HOW TO COMPLETE THIS TASK:
Using the data beneath, show every line that includes the word "height".

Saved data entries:
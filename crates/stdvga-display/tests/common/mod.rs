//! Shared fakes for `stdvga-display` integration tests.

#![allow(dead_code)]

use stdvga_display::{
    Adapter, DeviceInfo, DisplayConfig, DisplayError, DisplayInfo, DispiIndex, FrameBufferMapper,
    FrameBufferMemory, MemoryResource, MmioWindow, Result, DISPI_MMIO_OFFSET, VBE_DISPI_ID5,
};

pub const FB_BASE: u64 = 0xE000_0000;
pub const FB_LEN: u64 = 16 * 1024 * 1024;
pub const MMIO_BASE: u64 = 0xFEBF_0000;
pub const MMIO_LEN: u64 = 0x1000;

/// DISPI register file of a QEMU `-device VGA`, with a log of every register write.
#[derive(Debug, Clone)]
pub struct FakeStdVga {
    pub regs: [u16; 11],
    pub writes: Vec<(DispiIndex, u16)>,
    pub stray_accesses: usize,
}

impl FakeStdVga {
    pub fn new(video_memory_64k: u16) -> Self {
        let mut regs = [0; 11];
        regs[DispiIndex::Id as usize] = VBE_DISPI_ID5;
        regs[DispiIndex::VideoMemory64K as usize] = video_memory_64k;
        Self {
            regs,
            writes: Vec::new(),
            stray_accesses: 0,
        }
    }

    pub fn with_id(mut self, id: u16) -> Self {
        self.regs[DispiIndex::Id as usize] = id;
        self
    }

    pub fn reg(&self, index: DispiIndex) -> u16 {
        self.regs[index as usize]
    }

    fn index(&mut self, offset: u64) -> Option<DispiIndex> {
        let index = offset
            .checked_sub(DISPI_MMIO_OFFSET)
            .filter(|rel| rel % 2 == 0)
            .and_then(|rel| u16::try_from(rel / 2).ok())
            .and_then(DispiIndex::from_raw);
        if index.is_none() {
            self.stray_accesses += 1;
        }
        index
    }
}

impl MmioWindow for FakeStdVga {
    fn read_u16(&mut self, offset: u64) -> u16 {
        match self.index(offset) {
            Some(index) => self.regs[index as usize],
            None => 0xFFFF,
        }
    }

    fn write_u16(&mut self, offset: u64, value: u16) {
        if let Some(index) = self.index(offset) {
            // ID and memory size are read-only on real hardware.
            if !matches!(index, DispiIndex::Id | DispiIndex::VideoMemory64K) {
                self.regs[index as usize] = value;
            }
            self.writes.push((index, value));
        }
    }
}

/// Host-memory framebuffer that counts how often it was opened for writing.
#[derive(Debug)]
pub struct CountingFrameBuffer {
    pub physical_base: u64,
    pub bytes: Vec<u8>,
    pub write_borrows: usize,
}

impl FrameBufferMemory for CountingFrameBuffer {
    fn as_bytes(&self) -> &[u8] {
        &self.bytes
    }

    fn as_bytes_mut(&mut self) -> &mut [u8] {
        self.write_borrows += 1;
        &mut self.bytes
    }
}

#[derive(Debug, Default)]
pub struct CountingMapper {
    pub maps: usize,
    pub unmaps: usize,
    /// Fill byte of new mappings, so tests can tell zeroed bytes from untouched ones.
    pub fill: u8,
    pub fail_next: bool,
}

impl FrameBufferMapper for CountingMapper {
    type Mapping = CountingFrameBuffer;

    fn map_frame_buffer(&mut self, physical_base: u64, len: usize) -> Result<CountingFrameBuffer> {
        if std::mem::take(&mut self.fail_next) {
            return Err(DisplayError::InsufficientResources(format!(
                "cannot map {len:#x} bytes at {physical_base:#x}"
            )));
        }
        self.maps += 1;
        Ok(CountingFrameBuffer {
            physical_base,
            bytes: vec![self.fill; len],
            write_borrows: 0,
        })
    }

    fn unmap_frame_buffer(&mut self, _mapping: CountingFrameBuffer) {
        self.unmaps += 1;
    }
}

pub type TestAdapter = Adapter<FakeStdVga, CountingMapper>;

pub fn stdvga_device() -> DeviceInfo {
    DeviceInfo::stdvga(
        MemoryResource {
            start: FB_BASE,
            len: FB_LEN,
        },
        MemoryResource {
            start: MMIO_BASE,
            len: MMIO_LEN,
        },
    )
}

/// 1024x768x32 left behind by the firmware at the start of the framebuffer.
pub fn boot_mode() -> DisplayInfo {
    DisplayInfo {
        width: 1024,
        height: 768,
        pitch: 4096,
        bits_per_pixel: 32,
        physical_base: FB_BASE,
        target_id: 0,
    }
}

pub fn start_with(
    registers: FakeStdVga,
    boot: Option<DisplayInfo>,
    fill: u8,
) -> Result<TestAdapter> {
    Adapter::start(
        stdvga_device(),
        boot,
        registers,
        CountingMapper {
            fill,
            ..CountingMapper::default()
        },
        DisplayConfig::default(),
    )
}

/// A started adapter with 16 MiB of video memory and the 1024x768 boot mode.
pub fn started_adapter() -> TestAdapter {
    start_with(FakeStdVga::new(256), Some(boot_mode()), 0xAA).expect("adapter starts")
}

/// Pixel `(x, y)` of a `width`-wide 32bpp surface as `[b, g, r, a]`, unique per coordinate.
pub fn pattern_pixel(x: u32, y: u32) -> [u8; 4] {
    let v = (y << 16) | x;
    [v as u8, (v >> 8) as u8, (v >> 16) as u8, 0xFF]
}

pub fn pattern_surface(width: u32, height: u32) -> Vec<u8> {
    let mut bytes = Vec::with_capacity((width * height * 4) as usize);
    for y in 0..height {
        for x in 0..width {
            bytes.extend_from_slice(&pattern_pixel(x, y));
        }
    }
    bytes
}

PROBLEM SOLUTION:
        height: 768,
pub fn pattern_surface(width: u32, height: u32) -> Vec<u8> {
    let mut bytes = Vec::with_capacity((width * height * 4) as usize);
    for y in 0..height {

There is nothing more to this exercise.